Lidocaine relieves spinal cord ischemia-reperfusion injury via long non-coding RNA MIAT-mediated Notch1 downregulation

Microglial activation and inflammatory response play a critical role in spinal cord ischemia reperfusion injury (SCIRI). This study aimed to investigate whether lidocaine relieves SCIRI via modulating myocardial infarction-associated transcript (MIAT)-mediated Notch1 downregulation. Mouse SCIRI was induced by the obstruction of the aortic arch. Lidocaine was injected after reperfusion. Microglial activation and inflammatory response were assessed by Iba1, interleukin 1 beta (IL-1β) and tumour necrosis factor alpha (TNF-α) levels.

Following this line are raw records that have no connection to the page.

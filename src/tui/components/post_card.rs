use ratatui::Frame;
use ratatui::buffer::Buffer;
use ratatui::layout::Rect;
use ratatui::style::{Color, Modifier, Style};
use ratatui::text::{Line, Span};
use ratatui::widgets::{Block, BorderType, Padding, Paragraph, Widget, Wrap};

use crate::feed::{Post, Tone, timestamp};
use crate::tui::component::Component;

/// Horizontal padding (per side) between the border and text content.
const CONTENT_PAD_H: u16 = 1;
/// Total horizontal space consumed by borders (1 left + 1 right) and padding.
const HORIZONTAL_OVERHEAD: u16 = 2 + CONTENT_PAD_H * 2;
/// Total vertical space consumed by borders (1 top + 1 bottom).
const VERTICAL_OVERHEAD: u16 = 2;

/// One post rendered as a bordered card: title, sentiment label, creation time.
///
/// Like every per-item component here, `PostCard` is transient: it is built
/// fresh each frame from a borrowed `Post`. The card's border title carries
/// the post id, the key the list uses for identity.
///
/// [`calculate_height`](Self::calculate_height) predicts the rendered height
/// with `textwrap` options that match `Paragraph` wrapping, so the list can
/// lay out its scroll canvas without rendering.
#[derive(Clone)]
pub struct PostCard<'a> {
    pub post: &'a Post,
    /// Already formatted creation time.
    pub created: String,
}

impl<'a> PostCard<'a> {
    /// Card with the creation time formatted in the local timezone.
    pub fn new(post: &'a Post) -> Self {
        Self {
            post,
            created: timestamp::format_local(&post.created_at),
        }
    }

    pub fn with_created(post: &'a Post, created: String) -> Self {
        Self { post, created }
    }

    /// Rows needed at `width`, borders included.
    pub fn calculate_height(&self, width: u16) -> u16 {
        let content_width = width.saturating_sub(HORIZONTAL_OVERHEAD);
        if content_width == 0 {
            return 1;
        }

        let options = textwrap::Options::new(content_width as usize)
            .break_words(true)
            .word_separator(textwrap::WordSeparator::AsciiSpace);

        let sentiment = format!("Sentiment: {}", self.post.sentiment);
        let created = format!("Created: {}", self.created);
        let content_lines: u16 = [self.post.title.trim(), sentiment.as_str(), created.as_str()]
            .iter()
            .map(|text| (textwrap::wrap(text, &options).len() as u16).max(1))
            .sum();

        content_lines + VERTICAL_OVERHEAD
    }

    fn lines(&self) -> Vec<Line<'a>> {
        let label_style = tone_style(self.post.tone()).add_modifier(Modifier::BOLD);
        vec![
            Line::from(Span::styled(
                self.post.title.trim(),
                Style::default().add_modifier(Modifier::BOLD),
            )),
            Line::from(vec![
                Span::raw("Sentiment: "),
                Span::styled(self.post.sentiment.as_str(), label_style),
            ]),
            Line::from(Span::styled(
                format!("Created: {}", self.created),
                Style::default().fg(Color::DarkGray),
            )),
        ]
    }
}

pub fn tone_style(tone: Tone) -> Style {
    match tone {
        Tone::Positive => Style::default().fg(Color::Green),
        Tone::Negative => Style::default().fg(Color::Red),
        Tone::Neutral => Style::default().fg(Color::Yellow),
        Tone::Unknown => Style::default(),
    }
}

impl Widget for PostCard<'_> {
    fn render(self, area: Rect, buf: &mut Buffer) {
        let border_style = tone_style(self.post.tone()).add_modifier(Modifier::DIM);
        let block = Block::bordered()
            .title(format!(" #{} ", self.post.id))
            .border_type(BorderType::Rounded)
            .border_style(border_style)
            .padding(Padding::horizontal(CONTENT_PAD_H));

        let inner_area = block.inner(area);
        let lines = self.lines();
        block.render(area, buf);

        Paragraph::new(lines)
            .wrap(Wrap { trim: true })
            .render(inner_area, buf);
    }
}

impl Component for PostCard<'_> {
    fn render(&mut self, frame: &mut Frame, area: Rect) {
        frame.render_widget(self.clone(), area);
    }
}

The interaction between MIAT and Notch1 was assessed by RNA pull-down and RNA immunoprecipitation assays. Lidocaine treatment relieved SCIRI by reducing Iba1 and serum TNF-α and IL-1β levels. After lidocaine treatment, MIAT expression was elevated in lipopolysaccharide-induced BV2 cells. The interference of MIAT and the overexpression of MIAT and Notch1 restored TNF-α and IL-1β levels in supernatants. Notch1 protein was existent in MIAT-pull-down compounds, and the expression of MIAT was markedly elevated in Notch1-immunoprecipitants. The overexpression of MIAT markedly promoted the degradation of Notch1 and increased the level of ubiquitin-bound Notch1 complex. The therapeutic effect of lidocaine on SCIRI mice could be reversed by adeno-associated virus-mediated MIAT knockdown. In conclusion, lidocaine treatment relieved SCIRI via inhibiting microglial activation and reducing the inflammatory response. The molecular mechanism was partly through MIAT-mediated Notch1 downregulation.